Jared Rovny
Honors & Awards
2019 D. Allan Bromley Graduate Fellowship in Physics
This thesis describes two distinct research endeavors linked by nuclear magnetic resonance (NMR) experiments. One is related to the nascent study of discrete time crystals (DTCs) in driven quantum systems. In this thesis I describe the first NMR studies of DTC signatures in solids, characterizing the DTC signatures we observed in a crystal of ammonium dihydrogen phosphate, where we addressed nuclear spins of phosphorus 31P and hydrogen 1H. I also describe the methods we used to demonstrate quantum coherence in the resulting spin state, the lifetime of observables of the driven system, and the important experimental factors that play a recurrent role in the spin physics.

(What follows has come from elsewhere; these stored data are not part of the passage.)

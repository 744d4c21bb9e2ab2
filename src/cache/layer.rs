//! Fail-open cache-aside wrapper
//!
//! Every backend failure is logged and degraded to a miss (`get`/`exists`)
//! or a no-op (`set`/`delete`/`flush_all`). Callers never see cache errors;
//! the blob backend and the persisted index remain the sources of truth.

use std::sync::Arc;

use tracing::{trace, warn};

use super::CacheBackend;

#[derive(Clone)]
pub struct CacheLayer {
    backend: Arc<dyn CacheBackend>,
    default_ttl: u64,
}

impl CacheLayer {
    /// `default_ttl` 以秒为单位，0 表示默认不过期
    pub fn new(backend: Arc<dyn CacheBackend>, default_ttl: u64) -> Self {
        Self {
            backend,
            default_ttl,
        }
    }

    pub fn backend_name(&self) -> &'static str {
        self.backend.name()
    }

    pub fn default_ttl(&self) -> u64 {
        self.default_ttl
    }

    /// 查询缓存；后端故障视为未命中
    pub async fn get(&self, key: &str) -> Option<String> {
        match self.backend.get(key).await {
            Ok(Some(value)) => {
                trace!("Cache hit: {}", key);
                Some(value)
            }
            Ok(None) => {
                trace!("Cache miss: {}", key);
                None
            }
            Err(e) => {
                warn!(
                    "Cache get '{}' failed on {} backend, treating as miss: {}",
                    key,
                    self.backend.name(),
                    e
                );
                None
            }
        }
    }

    /// 写入缓存；`ttl` 为 `None` 时使用默认 TTL，`Some(0)` 表示不过期
    pub async fn set(&self, key: &str, value: &str, ttl: Option<u64>) {
        let ttl_secs = match ttl.unwrap_or(self.default_ttl) {
            0 => None,
            secs => Some(secs),
        };

        if let Err(e) = self.backend.set(key, value, ttl_secs).await {
            warn!(
                "Cache set '{}' failed on {} backend, ignored: {}",
                key,
                self.backend.name(),
                e
            );
        } else {
            trace!("Cache set: {} (ttl: {:?})", key, ttl_secs);
        }
    }

    pub async fn delete(&self, key: &str) {
        if let Err(e) = self.backend.delete(key).await {
            warn!(
                "Cache delete '{}' failed on {} backend, ignored: {}",
                key,
                self.backend.name(),
                e
            );
        }
    }

    pub async fn exists(&self, key: &str) -> bool {
        self.backend.exists(key).await.unwrap_or_else(|e| {
            warn!(
                "Cache exists '{}' failed on {} backend, treating as absent: {}",
                key,
                self.backend.name(),
                e
            );
            false
        })
    }

    /// 清空缓存（管理/测试用途）
    pub async fn flush_all(&self) {
        if let Err(e) = self.backend.flush_all().await {
            warn!("Cache flush failed on {} backend: {}", self.backend.name(), e);
        }
    }
}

The other topic pertains to accelerating NMR experiments, by acquiring less data than usual and reconstructing the resulting data sets. The reconstruction is performed using variants of the Difference Map (DiffMap) algorithm, whose properties we study extensively. I also describe a new method that was created during this work, based on DiffMap and useful for data sets possessing correlations among parts of the data, called coDiffMap. I demonstrate how coDiffMap allows us to reconstruct a pseudo-3D NMR data set very quickly with high fidelity, and discuss various aspects of this new algorithm’s implementation.